How do you change habits? I used to read, easily, 200 pages of fiction a day in my 20s. I have not gotten worse at reading. I could commit to reading 200 pages a day, and track my progress. If you have ever done that, you know what the outcome is. Every day, you look at the task, and you decide it is too big. You never begin.

Instead, I decided I will read 20 pages a day, and feel good about it. Feel good? I even decided to reward myself for every week where I hit this goal five out seven days.

The result? The last few weeks, I have been consistently been reading 20 pages a day, missing only one or two days.

When you are not good at something, as a person or as a group, and you want to get better, small commitments frequently achieved are the way to go.

SemVer does not work that way. It is all or nothing. SemWay or the Highway. Perhaps it is better to have a versioning system for humans, not a fictional alien race, if we assume software will keep being written by humans.

Deprecation policy

It is an easy change to say that no single change can "just" break an API. One change to deprecate, and one change to break. This is straightforward to verify. It is reasonable to have a policy for exceptions, but document the exceptions carefully.

Note that this change does not help potential users all that much by itself. After all, two PRs in close succession can land, and there is no reasonable upgrade path.

Should we feel good about making a small change that does not help anyone? Absolutely. Because it is small, and it is on the right path.

Now that this change becomes ingrained in the developer group, we can start mandating a minimum time between deprecation and breakage. At first, we can have a 0day policy: you can break, as long as the deprecated software has been released. This causes more releases to happen, making the team better at releasing. It helps users only minimally. However, at least with careful version pinning, there is an upgrade path.

Now, we can start making the number 0 a bit bigger. First, a week. Then, a month. Eventually, a quarter or a year. If the project is big, the number might be different for different parts.

But at that point, the project has a clear deprecation policy. A deprecation policy that can slowly grow the more mature the project is. Not a binary, true/false, mature/new. Shades of maturity. Levels of reliability.

The calendar

A minute has 60 seconds. An hour has 60 minutes. A day has 24 hours. Our time measurement system is still based on the Babylonian base-60 system, though the actual digits used by the Babylonians are studied only by specialists.

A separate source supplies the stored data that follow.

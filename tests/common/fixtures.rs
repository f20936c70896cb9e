#![allow(dead_code)]

use std::sync::atomic::{AtomicU64, Ordering};

use chrono::Utc;
use growloop_backend::domain::{NewRecycler, Recycler, User};

static TEST_COUNTER: AtomicU64 = AtomicU64::new(0);

pub fn next_id() -> u64 {
    TEST_COUNTER.fetch_add(1, Ordering::SeqCst)
}

pub fn test_user(id: i64, email: &str, password_hash: Option<String>) -> User {
    User {
        id,
        user_name: email.split('@').next().unwrap_or(email).to_string(),
        email: email.to_string(),
        phone_number: None,
        address_text: None,
        external_uid: format!("local-fixture-{}", next_id()),
        password_hash,
        loyalty_points: 0,
        is_verified: false,
        is_premium: false,
        created_at: Utc::now(),
        updated_at: Utc::now(),
    }
}

pub fn test_recycler(id: i64, name: &str, latitude: f64, longitude: f64) -> Recycler {
    Recycler {
        id,
        name: name.to_string(),
        address: format!("{id} Recycling Way"),
        phone_number: None,
        email: None,
        latitude,
        longitude,
        rating: 0.0,
        accepted_items: vec!["plastic".to_string(), "glass".to_string()],
        open_hours: Some("08:00-17:00".to_string()),
        is_verified: false,
        description: None,
        created_at: Utc::now(),
        updated_at: Utc::now(),
    }
}

pub fn rated(mut recycler: Recycler, rating: f64) -> Recycler {
    recycler.rating = rating;
    recycler
}

pub fn verified(mut recycler: Recycler) -> Recycler {
    recycler.is_verified = true;
    recycler
}

pub fn new_recycler(name: &str, latitude: f64, longitude: f64) -> NewRecycler {
    NewRecycler {
        name: name.to_string(),
        address: format!("{} Depot Road", next_id()),
        phone_number: Some("555-0100".to_string()),
        email: None,
        latitude,
        longitude,
        rating: 4.0,
        accepted_items: vec!["paper".to_string(), "metal".to_string()],
        open_hours: None,
        is_verified: false,
        description: Some("Drop-off point".to_string()),
    }
}
pub mod db;
pub mod repositories;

Humans organize their lives by their calendar. Kids learn that their birthday happens when they are a year older. Every seven days, we have a weekend. Every month, utility bills need to be paid.

Humans make plans that depend on time. They wait for their tax refund on April 15th to make purchases.

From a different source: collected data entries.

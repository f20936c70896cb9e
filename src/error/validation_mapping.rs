use validator::{ValidationErrors, ValidationErrorsKind};

use super::app_error::ValidationIssue;

/// Flattens nested validator output into per-field issues. Paths use the
/// camelCase names clients send, e.g. `phoneNumber` or `items[2].name`.
pub(super) fn validation_issues(errors: &ValidationErrors) -> Vec<ValidationIssue> {
    let mut issues = Vec::new();
    walk(None, errors, &mut issues);
    issues.sort_by(|left, right| {
        left.field
            .cmp(&right.field)
            .then_with(|| left.code.cmp(&right.code))
    });
    issues
}

fn walk(prefix: Option<&str>, errors: &ValidationErrors, out: &mut Vec<ValidationIssue>) {
    for (field, kind) in errors.errors() {
        let name = camel_case(field);
        let path = match prefix {
            Some(prefix) => format!("{prefix}.{name}"),
            None => name,
        };

        match kind {
            ValidationErrorsKind::Field(field_errors) => {
                out.extend(field_errors.iter().map(|error| ValidationIssue {
                    field: path.clone(),
                    message: error
                        .message
                        .as_deref()
                        .map_or_else(|| format!("{path} is invalid"), str::to_string),
                    code: error.code.to_string(),
                }));
            }
            ValidationErrorsKind::Struct(nested) => walk(Some(&path), nested, out),
            ValidationErrorsKind::List(items) => {
                for (index, nested) in items {
                    walk(Some(&format!("{path}[{index}]")), nested, out);
                }
            }
        }
    }
}

fn camel_case(field: &str) -> String {
    let mut out = String::with_capacity(field.len());
    let mut upper_next = false;
    for ch in field.chars() {
        if ch == '_' {
            upper_next = !out.is_empty();
        } else if upper_next {
            out.extend(ch.to_uppercase());
            upper_next = false;
        } else {
            out.push(ch);
        }
    }
    out
}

A time-based deprecation policy takes advantage of those skills. If the time between deprecation and breakage is one week, then the policy is clear: better make sure to upgrade weekly. If it is one year, do it when returning from the end-of-year holidays. If the policy is incompatible with the expected value of the maintenance effort, then this can be known in advance. This might mean that that dependency is not mature enough to be used.

Versioning for adults

A versioning scheme needs to remember two things:

  • The people writing the software are humans
  • The people using the software are humans

If there is one thing that humans are good at, it is communicating with other humans. Humans can communicate feelings, fuzzy boundaries, and plans for the future.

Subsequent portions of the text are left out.